PAT标准品、赭曲霉毒素A(ochratoxin A，OTA)标准品，新加坡Pribolab公司；Zn(NO3)2·6H2O、NaOH、正硅酸乙酯(tetraethyl orthosilicate, TEOS)、3-氨丙基三乙氧基硅烷(aminopropyltriethoxysilane, APTES)、1-乙基-(3-二甲基氨基丙基)碳二亚胺盐酸盐(1-ethyl-3-(3-dimethylaminopropyl)carbodiimide, EDC)、N-羟基琥珀酰亚胺(N-hydroxy succinimide, NHS)、壳聚糖(chitosan, CS)，上海阿拉丁生化科技有限公司；AlCl3、K3[Fe(CN)6]、K4Fe(CN)6、KCl、牛血清白蛋白(bovine serum albumin，BSA)、果胶酶，上海麦克林生化科技有限公司；BCA蛋白浓度测定试剂盒，上海碧云天生物技术有限公司；PAT适配体(序列[14]：5′-COOH-GGC CCG CCA ACC CGC ATC ATC TAC ACT GAT ATT TTA CCTT-3′)、PBS磷酸缓冲液，上海生工生物工程有限公司；所用试剂均为分析纯，试验用水为超纯水。

1.2 仪器与设备

反应釜，析牛科技有限公司；101-4-S电热恒温鼓风干燥箱，上海跃进医疗器械厂；SU8010高分辨场发射扫描电镜，日立(中国)有限公司；Spectrun100傅里叶变换红外光谱仪，美国PerkinElmer公司；X’Pert PRO MPD X射线衍射仪，荷兰帕纳科公司；CHI600E电化学工作站，三电极系统(参比电极：CHI150饱和甘汞电极；对电极：CHI115铂丝电极；工作电极：CHI101金盘电极)，上海辰华仪器有限公司；氮吹仪，常州朗越仪器制造有限公司。

1.3 实验方法

1.3.1 ZnO纳米刷材料的合成

将5 mmol Zn(NO3)2·6H2O和5 mmol NaOH分别用10 mL超纯水溶解，之后将NaOH溶液缓慢滴加至Zn(NO3)2溶液中(不断搅拌)，调节pH至13后，将溶液转入50 mL的反应釜中，100 ℃下反应2 h,离心，所得固体产物分别用乙醇和超纯水洗涤3次，放入烘箱60 ℃烘干，得到白色粉末状固体。将所得固体用X射线衍射仪和扫描电子显微镜进行表征。

1.3.2 ZnO纳米刷材料的改性

取20 mg ZnO纳米刷材料，分散波处理于20 mL正丙醇和40 mL乙醇的混合液中，超声波处理10 min。边搅拌边依次加入1.5 mL氨水(质量分数25%、320 μL TEOS、80 μL APTES，室温下搅拌反应8 h。将上述溶液8 000 r/min离心10 min,得到沉淀，随后用超纯水清洗该沉淀,并将其分散于PBS溶液中。改性后的材料进行红外光谱表征。

1.3.3 ZnO纳米刷材料对适配体的负载

取适量改性的ZnO纳米刷材料上清液，依次向其中加入等体积的0.4 mol/L EDC和0.1 mol/L NHS混合液，再加入不同浓度的适配体溶液，使得ZnO纳米材料的质量(mg)与适配体物质的量(μmol)之比呈现1∶2、1∶4、1∶6、1∶8、1∶10的梯度，37 ℃水浴中搅拌2 h，离心，测定上清液260 nm处的吸光度，通过朗伯-比尔定律公式(1)和差减法计算得到ZnO纳米材料上所负载的适配体量。

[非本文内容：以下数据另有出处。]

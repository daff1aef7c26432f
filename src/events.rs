//! Notifications from the loop thread to the outside world.
//!
//! Engines never call user code directly. Each engine owns one
//! [`EventSink`] and publishes every connect, disconnect, data and ready
//! change through it. The sink decides where the event is handled:
//!
//! - `std::sync::mpsc::Sender<E>` hands it to whichever thread holds the receiver
//! - `tokio::sync::mpsc::UnboundedSender<E>` hands it into a tokio task
//! - [`FnSink`] runs a closure inline on the loop thread
//! - [`Observers`] fans it out to any number of the above
//!
//! Payloads move into the event; the engine keeps no reference afterwards.
//! Data is carried as [`Bytes`] so fan-out shares a single allocation.

use std::fmt;
use std::os::unix::io::RawFd;
use std::sync::{Arc, RwLock};

use bytes::Bytes;

/// Identity of an open server-side connection.
///
/// This is the connection's descriptor number. The OS reuses numbers after
/// close, so an id is only unique while its connection is open.
#[derive(Debug, Clone, Copy, PartialEq, Eq, Hash, PartialOrd, Ord)]
pub struct ConnectionId(RawFd);

impl ConnectionId {
    /// Wraps a raw descriptor number.
    pub const fn from_raw_fd(fd: RawFd) -> Self {
        Self(fd)
    }

    /// The descriptor number.
    pub const fn as_raw_fd(self) -> RawFd {
        self.0
    }
}

impl fmt::Display for ConnectionId {
    fn fmt(&self, f: &mut fmt::Formatter<'_>) -> fmt::Result {
        write!(f, "{}", self.0)
    }
}

/// Events published by [`IpcServer`](crate::IpcServer).
#[derive(Debug, Clone, PartialEq, Eq)]
pub enum ServerEvent {
    /// A client was accepted. Fired once per accept.
    ClientConnected(ConnectionId),

    /// A client connection was closed after EOF or a read error.
    ///
    /// Fired once per connection, after any final `DataReceived` for it.
    /// Not fired for connections closed by `stop`.
    ClientDisconnected(ConnectionId),

    /// Bytes read from a client during one readiness wake-up.
    DataReceived {
        /// Sending connection.
        id: ConnectionId,
        /// Exactly the bytes read, uninterpreted.
        data: Bytes,
    },

    /// The loop thread hit an unrecoverable `poll` error and exited.
    LoopFailed(String),
}

/// Events published by [`IpcClient`](crate::IpcClient).
#[derive(Debug, Clone, PartialEq, Eq)]
pub enum ClientEvent {
    /// The connection became usable (`true`) or stopped being usable
    /// (`false`). Consecutive events never carry the same value.
    ReadyChanged(bool),

    /// Bytes read from the server during one readiness wake-up.
    DataReceived(Bytes),

    /// The loop thread hit an unrecoverable error and exited.
    LoopFailed(String),
}

/// Destination for engine events.
///
/// `publish` is called from the engine's loop thread (and, for the client's
/// final `ReadyChanged(false)`, possibly from the thread calling `stop`).
/// Implementations must not block for long: the loop does not service
/// sockets while a publish is in progress.
pub trait EventSink<E>: Send + Sync {
    /// Delivers one event. Ownership of the payload moves to the sink.
    fn publish(&self, event: E);
}

impl<E: Send> EventSink<E> for std::sync::mpsc::Sender<E> {
    fn publish(&self, event: E) {
        // Receiver gone means nobody is listening any more.
        let _ = self.send(event);
    }
}

impl<E: Send> EventSink<E> for tokio::sync::mpsc::UnboundedSender<E> {
    fn publish(&self, event: E) {
        let _ = self.send(event);
    }
}

impl<E, S: EventSink<E> + ?Sized> EventSink<E> for Arc<S> {
    fn publish(&self, event: E) {
        (**self).publish(event);
    }
}

/// Runs a closure for every event, inline on the publishing thread.
pub struct FnSink<F>(pub F);

impl<F> fmt::Debug for FnSink<F> {
    fn fmt(&self, f: &mut fmt::Formatter<'_>) -> fmt::Result {
        f.debug_struct("FnSink").finish_non_exhaustive()
    }
}

impl<E, F: Fn(E) + Send + Sync> EventSink<E> for FnSink<F> {
    fn publish(&self, event: E) {
        (self.0)(event);
    }
}

/// Fan-out registry: every published event reaches every subscribed sink.
///
/// With no subscribers, events are discarded.
pub struct Observers<E> {
    sinks: RwLock<Vec<Box<dyn EventSink<E>>>>,
}

impl<E> Default for Observers<E> {
    fn default() -> Self {
        Self {
            sinks: RwLock::new(Vec::new()),
        }
    }
}

impl<E> fmt::Debug for Observers<E> {
    fn fmt(&self, f: &mut fmt::Formatter<'_>) -> fmt::Result {
        f.debug_struct("Observers")
            .field("subscribers", &self.len())
            .finish()
    }
}

impl<E> Observers<E> {
    /// Creates an empty registry.
    pub fn new() -> Self {
        Self::default()
    }

    /// Adds a sink. It receives every event published after this call.
    pub fn subscribe(&self, sink: impl EventSink<E> + 'static) {
        self.sinks
            .write()
            .unwrap_or_else(std::sync::PoisonError::into_inner)
            .push(Box::new(sink));
    }

    /// Number of subscribed sinks.
    pub fn len(&self) -> usize {
        self.sinks
            .read()
            .unwrap_or_else(std::sync::PoisonError::into_inner)
            .len()
    }

    /// True when nobody is subscribed.
    pub fn is_empty(&self) -> bool {
        self.len() == 0
    }
}

impl<E: Clone + Send> EventSink<E> for Observers<E> {
    fn publish(&self, event: E) {
        let sinks = self
            .sinks
            .read()
            .unwrap_or_else(std::sync::PoisonError::into_inner);
        if let Some((last, rest)) = sinks.split_last() {
            for sink in rest {
                sink.publish(event.clone());
            }
            last.publish(event);
        }
    }
}

#[cfg(test)]
mod tests {
    use super::*;
    use std::sync::atomic::{AtomicUsize, Ordering};
    use std::sync::mpsc;
    use std::time::Duration;

    #[test]
    fn test_mpsc_sender_sink_delivers_to_receiver_thread() {
        let (tx, rx) = mpsc::channel::<ServerEvent>();
        let id = ConnectionId::from_raw_fd(7);

        std::thread::spawn(move || tx.publish(ServerEvent::ClientConnected(id)));

        let event = rx.recv_timeout(Duration::from_secs(2)).unwrap();
        assert_eq!(event, ServerEvent::ClientConnected(id));
    }

    #[test]
    fn test_closed_receiver_is_ignored() {
        let (tx, rx) = mpsc::channel::<ClientEvent>();
        drop(rx);
        tx.publish(ClientEvent::ReadyChanged(true));
    }

    #[test]
    fn test_fn_sink_runs_inline() {
        let count = Arc::new(AtomicUsize::new(0));
        let counter = Arc::clone(&count);
        let sink = FnSink(move |_: ClientEvent| {
            counter.fetch_add(1, Ordering::SeqCst);
        });

        sink.publish(ClientEvent::ReadyChanged(true));
        sink.publish(ClientEvent::ReadyChanged(false));
        assert_eq!(count.load(Ordering::SeqCst), 2);
    }

    #[test]
    fn test_observers_fan_out_shares_payload() {
        let observers = Observers::<ClientEvent>::new();
        assert!(observers.is_empty());
        observers.publish(ClientEvent::ReadyChanged(true)); // no subscribers: dropped

        let (tx_a, rx_a) = mpsc::channel();
        let (tx_b, rx_b) = mpsc::channel();
        observers.subscribe(tx_a);
        observers.subscribe(tx_b);
        assert_eq!(observers.len(), 2);

        observers.publish(ClientEvent::DataReceived(Bytes::from_static(b"hi")));

        let (ClientEvent::DataReceived(a), ClientEvent::DataReceived(b)) =
            (rx_a.try_recv().unwrap(), rx_b.try_recv().unwrap())
        else {
            panic!("Expected DataReceived on both observers");
        };
        assert_eq!(a, b"hi"[..]);
        assert_eq!(a.as_ptr(), b.as_ptr(), "fan-out should not copy the payload");
        assert!(rx_a.try_recv().is_err(), "the subscriber-less publish must not be replayed");
    }

    #[test]
    fn test_arc_sink_forwards() {
        let observers = Arc::new(Observers::<ServerEvent>::new());
        let (tx, rx) = mpsc::channel();
        observers.subscribe(tx);

        let shared: Arc<Observers<ServerEvent>> = Arc::clone(&observers);
        shared.publish(ServerEvent::LoopFailed("boom".into()));
        assert_eq!(rx.try_recv().unwrap(), ServerEvent::LoopFailed("boom".into()));
    }

    #[tokio::test]
    async fn test_tokio_sender_hands_off_to_task() {
        let (tx, mut rx) = tokio::sync::mpsc::unbounded_channel::<ClientEvent>();

        std::thread::spawn(move || tx.publish(ClientEvent::DataReceived(Bytes::from_static(b"x"))));

        let event = tokio::time::timeout(Duration::from_secs(2), rx.recv())
            .await
            .expect("Timed out waiting for event")
            .expect("Channel closed");
        assert_eq!(event, ClientEvent::DataReceived(Bytes::from_static(b"x")));
    }

    #[test]
    fn test_connection_id_display_is_fd_number() {
        assert_eq!(ConnectionId::from_raw_fd(12).to_string(), "12");
        assert_eq!(ConnectionId::from_raw_fd(12).as_raw_fd(), 12);
    }
}
//! Shared transport contract: the capability set exposed by both the TCP
//! and UDP implementations of the ZK wire protocol.
//!
//! Neither implementation is dispatched through a trait object — the
//! client façade holds a two-variant enum instead — so the methods below
//! use ordinary `async fn`, not `#[async_trait]`.

pub mod tcp;
pub mod udp;

pub use tcp::TcpTransport;
pub use udp::UdpTransport;

use crate::codec::RealTimeEvent;
use crate::error::Result;
use std::sync::Arc;
use std::time::Duration;

/// Invoked for every decoded real-time attendance punch.
pub type RealTimeCallback = Arc<dyn Fn(RealTimeEvent) + Send + Sync>;

/// Invoked during a bulk read with `(bytes_received, total_bytes)`.
pub type ProgressCallback = Box<dyn FnMut(usize, usize) + Send>;

/// Fixed timeout for CONNECT and EXIT, distinct from the per-command timeout.
pub const CONNECT_TIMEOUT: Duration = Duration::from_secs(2);

/// Idle timer during TCP chunk reassembly; reset by every inbound data frame.
pub const CHUNK_IDLE_TCP: Duration = Duration::from_secs(10);

/// Idle timer during UDP chunk reassembly; reset by every inbound data frame.
pub const CHUNK_IDLE_UDP: Duration = Duration::from_secs(3);

/// The capability set a transport exposes to the client façade.
///
/// Both implementations enforce "at most one command-reply pair in flight":
/// callers drive these methods through `&mut self`, so the borrow checker
/// rules out concurrent use of the same transport instance.
pub trait Transport {
    /// Send CONNECT and store the device-assigned session id.
    async fn connect(&mut self) -> Result<()>;

    /// Send a command and return its decoded payload (header already stripped).
    async fn execute_cmd(&mut self, cmd: u16, data: &[u8]) -> Result<Vec<u8>>;

    /// Announce and reassemble a chunked bulk transfer.
    async fn read_with_buffer(
        &mut self,
        request: &[u8],
        progress: Option<ProgressCallback>,
    ) -> Result<Vec<u8>>;

    /// Release the device's send-side buffer. Required before and after
    /// every bulk read.
    async fn free_data(&mut self) -> Result<()>;

    /// Install a persistent real-time-event listener.
    async fn subscribe_real_time(&mut self, cb: RealTimeCallback) -> Result<()>;

    /// Best-effort EXIT, then close the socket. Always succeeds.
    async fn disconnect(&mut self) -> bool;

    /// Human-readable connection state, matching the device-library
    /// convention of exposing socket status as a string.
    fn socket_status(&self) -> String;
}
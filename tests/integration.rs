//! Integration tests against loopback mock TCP/UDP devices.
//!
//! Scenarios 2 and 3 from spec.md §8 (packed-timestamp and sextet-timestamp
//! decoding) are exercised as plain unit tests in `src/codec.rs`; the
//! scenarios here all need a socket, so they live in this crate-external
//! suite per the teacher's `zk_tcp/tests.rs` placement convention.

use std::sync::{Arc, Mutex};
use std::time::Duration;
use tokio::io::{AsyncReadExt, AsyncWriteExt};
use tokio::net::{TcpListener, TcpStream, UdpSocket};
use zkproto::codec::RealTimeEvent;
use zkproto::transport::{ProgressCallback, RealTimeCallback, TcpTransport, Transport};
use zkproto::{codec, command, Client, ConnectionType};

async fn read_tcp_frame(stream: &mut TcpStream) -> (u16, Vec<u8>) {
    let mut prefix = [0u8; 8];
    stream.read_exact(&mut prefix).await.unwrap();
    let len = u32::from_le_bytes([prefix[4], prefix[5], prefix[6], prefix[7]]) as usize;
    let mut inner = vec![0u8; len];
    stream.read_exact(&mut inner).await.unwrap();
    let header = codec::parse_udp_header(&inner[0..8]);
    (header.cmd, inner[8..].to_vec())
}

async fn write_tcp_frame(stream: &mut TcpStream, cmd: u16, session_id: u16, reply_id: u16, data: &[u8]) {
    let frame = codec::build_tcp_frame(cmd, session_id, reply_id, data);
    stream.write_all(&frame).await.unwrap();
}

/// Scenario 1: CONNECT round-trip assigns the device's session id.
#[tokio::test]
async fn connect_round_trip_assigns_session_id() {
    let listener = TcpListener::bind("127.0.0.1:0").await.unwrap();
    let addr = listener.local_addr().unwrap();

    let server = tokio::spawn(async move {
        let (mut stream, _) = listener.accept().await.unwrap();
        let (cmd, _body) = read_tcp_frame(&mut stream).await;
        assert_eq!(cmd, command::CMD_CONNECT);
        let reply_body = [0x05, 0x00, 0x00, 0x00, 0xAA, 0x55];
        write_tcp_frame(&mut stream, command::CMD_ACK_OK, 0, 0, &reply_body).await;
    });

    let mut transport = TcpTransport::new("127.0.0.1", addr.port(), Duration::from_secs(2));
    transport.connect().await.unwrap();
    assert_eq!(transport.session_id(), 0x55AA);
    assert_eq!(transport.reply_id(), 0);

    server.await.unwrap();
}

/// Scenario 4: a two-chunk bulk read reassembles to the announced size, with
/// progress reported monotonically and ending at N.
#[tokio::test]
async fn chunked_bulk_read_tcp_reassembles_to_announced_size() {
    const N: u32 = 130_944; // 2 * MAX_CHUNK (65472)

    let listener = TcpListener::bind("127.0.0.1:0").await.unwrap();
    let addr = listener.local_addr().unwrap();

    let server = tokio::spawn(async move {
        let (mut stream, _) = listener.accept().await.unwrap();

        let (cmd, _) = read_tcp_frame(&mut stream).await;
        assert_eq!(cmd, command::CMD_CONNECT);
        write_tcp_frame(&mut stream, command::CMD_ACK_OK, 0, 0, &[0, 0, 0, 0, 0xAA, 0x55]).await;

        let (cmd, _) = read_tcp_frame(&mut stream).await;
        assert_eq!(cmd, command::CMD_DATA_WRRQ);
        let mut prep_body = vec![0u8; 5];
        prep_body[0] = 0x01;
        prep_body[1..5].copy_from_slice(&N.to_le_bytes());
        write_tcp_frame(&mut stream, command::CMD_PREPARE_DATA, 0x55AA, 0, &prep_body).await;

        // Open-question quirk (spec.md §9): the inclusive chunk loop sends
        // one extra, zero-sized DATA_RDY when `remain == 0`.
        for _ in 0..3 {
            let (cmd, _) = read_tcp_frame(&mut stream).await;
            assert_eq!(cmd, command::CMD_DATA_RDY);
        }

        write_tcp_frame(&mut stream, command::CMD_DATA, 0x55AA, 0, &vec![0xABu8; 65472]).await;
        write_tcp_frame(&mut stream, command::CMD_DATA, 0x55AA, 0, &vec![0xCDu8; 65472]).await;
    });

    let mut transport = TcpTransport::new("127.0.0.1", addr.port(), Duration::from_secs(2));
    transport.connect().await.unwrap();

    let progress_log = Arc::new(Mutex::new(Vec::new()));
    let log_for_cb = progress_log.clone();
    let progress: ProgressCallback = Box::new(move |received, total| {
        log_for_cb.lock().unwrap().push((received, total));
    });

    let data = transport
        .read_with_buffer(command::request_data::GET_ATTENDANCE_LOGS, Some(progress))
        .await
        .unwrap();

    assert_eq!(data.len(), N as usize);
    let log = progress_log.lock().unwrap();
    assert_eq!(log.len(), 2);
    assert!(log[0].0 <= log[1].0);
    assert_eq!(*log.last().unwrap(), (N as usize, N as usize));

    server.await.unwrap();
}

/// Scenario 5: TCP connect refused, fall back to UDP, and route subsequent
/// operations through it.
#[tokio::test]
async fn tcp_refused_falls_back_to_udp_and_routes_get_time() {
    let udp_socket = UdpSocket::bind("127.0.0.1:0").await.unwrap();
    let addr = udp_socket.local_addr().unwrap();

    let server = tokio::spawn(async move {
        let mut buf = vec![0u8; 2048];

        let (_n, peer) = udp_socket.recv_from(&mut buf).await.unwrap();
        let header = codec::parse_udp_header(&buf[0..8]);
        assert_eq!(header.cmd, command::CMD_CONNECT);
        let reply = codec::build_udp_frame(command::CMD_ACK_OK, 0, 0, &[0, 0, 0, 0, 0xAA, 0x55]);
        udp_socket.send_to(&reply, peer).await.unwrap();

        let (_n, peer) = udp_socket.recv_from(&mut buf).await.unwrap();
        let header = codec::parse_udp_header(&buf[0..8]);
        assert_eq!(header.cmd, command::CMD_GET_TIME);
        let mut body = vec![0u8; 12];
        body[8..12].copy_from_slice(&355_068_915u32.to_le_bytes());
        let reply = codec::build_udp_frame(command::CMD_ACK_OK, 0x55AA, header.reply_id, &body);
        udp_socket.send_to(&reply, peer).await.unwrap();
    });

    // No TCP listener is bound on this port, so the TCP leg is refused.
    let mut client = Client::new("127.0.0.1", addr.port(), Duration::from_secs(2), 0);
    client.create_socket().await.unwrap();
    assert_eq!(client.connection_type(), Some(ConnectionType::Udp));

    let ts = client.get_time().await.unwrap();
    assert_eq!(ts.year, 2011);
    assert_eq!(ts.month, 0);
    assert_eq!(ts.day, 18);

    server.await.unwrap();
}

/// Scenario 6: a real-time event arriving mid-bulk-read is demultiplexed —
/// the event callback fires and the bulk-read buffer stays event-free.
#[tokio::test]
async fn real_time_event_is_demuxed_from_in_flight_bulk_read() {
    let listener = TcpListener::bind("127.0.0.1:0").await.unwrap();
    let addr = listener.local_addr().unwrap();

    let server = tokio::spawn(async move {
        let (mut stream, _) = listener.accept().await.unwrap();

        let (cmd, _) = read_tcp_frame(&mut stream).await;
        assert_eq!(cmd, command::CMD_CONNECT);
        write_tcp_frame(&mut stream, command::CMD_ACK_OK, 0, 0, &[0, 0, 0, 0, 0xAA, 0x55]).await;

        let (cmd, _) = read_tcp_frame(&mut stream).await;
        assert_eq!(cmd, command::CMD_REG_EVENT);
        write_tcp_frame(&mut stream, command::CMD_ACK_OK, 0x55AA, 0, &[]).await;

        let (cmd, _) = read_tcp_frame(&mut stream).await;
        assert_eq!(cmd, command::CMD_DATA_WRRQ);
        let mut prep_body = vec![0u8; 5];
        prep_body[0] = 0x01;
        prep_body[1..5].copy_from_slice(&72u32.to_le_bytes());
        write_tcp_frame(&mut stream, command::CMD_PREPARE_DATA, 0x55AA, 0, &prep_body).await;

        let (cmd, _) = read_tcp_frame(&mut stream).await;
        assert_eq!(cmd, command::CMD_DATA_RDY);

        // Event-kind (EF_ATTLOG) is carried at the session-id slot of the
        // inner header for unsolicited event frames — see codec::is_event_frame_tcp.
        let mut event_body = vec![0u8; 52];
        event_body[0..3].copy_from_slice(b"123");
        event_body[26..32].copy_from_slice(&[23, 7, 14, 9, 30, 45]);
        let event_frame = codec::build_tcp_frame(command::CMD_REG_EVENT, command::EF_ATTLOG, 0, &event_body);
        stream.write_all(&event_frame).await.unwrap();

        let user_record = vec![0x42u8; 72];
        write_tcp_frame(&mut stream, command::CMD_DATA, 0x55AA, 0, &user_record).await;
    });

    let mut transport = TcpTransport::new("127.0.0.1", addr.port(), Duration::from_secs(2));
    transport.connect().await.unwrap();

    let events: Arc<Mutex<Vec<RealTimeEvent>>> = Arc::new(Mutex::new(Vec::new()));
    let events_for_cb = events.clone();
    let cb: RealTimeCallback = Arc::new(move |event| {
        events_for_cb.lock().unwrap().push(event);
    });
    transport.subscribe_real_time(cb).await.unwrap();

    let data = transport
        .read_with_buffer(command::request_data::GET_USERS, None)
        .await
        .unwrap();

    assert_eq!(data, vec![0x42u8; 72]);
    assert!(data.iter().all(|&b| b == 0x42));

    let received = events.lock().unwrap();
    assert_eq!(received.len(), 1);
    assert_eq!(received[0].user_id, "123");
    assert_eq!(received[0].timestamp.year, 2023);

    server.await.unwrap();
}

式中：a,吸光系数，L/(g·cm)；l,光在样本中经过的距离(通常为比色皿的厚度)，cm；c,溶液质量浓度，g/L

1.3.4 PAT电化学适配体传感器的构建与表征

配制5 mmol/L K3[Fe(CN)6]、5 mmol/L K4Fe(CN)6混合水溶液(含有0.1 mmol/L KCl)作为电解质支持液。金电极作为工作电极，甘汞电极作为参比电极，铂丝电极作为对电极，使用循环伏安法(cyclic voltammetry，CV)扫描，扫速为50 mV/s，当氧化峰和还原峰的电位差小于90 mV时，表明金电极抛光效果达到要求。将符合要求的金电极用超纯水冲洗，氮气吹干备用。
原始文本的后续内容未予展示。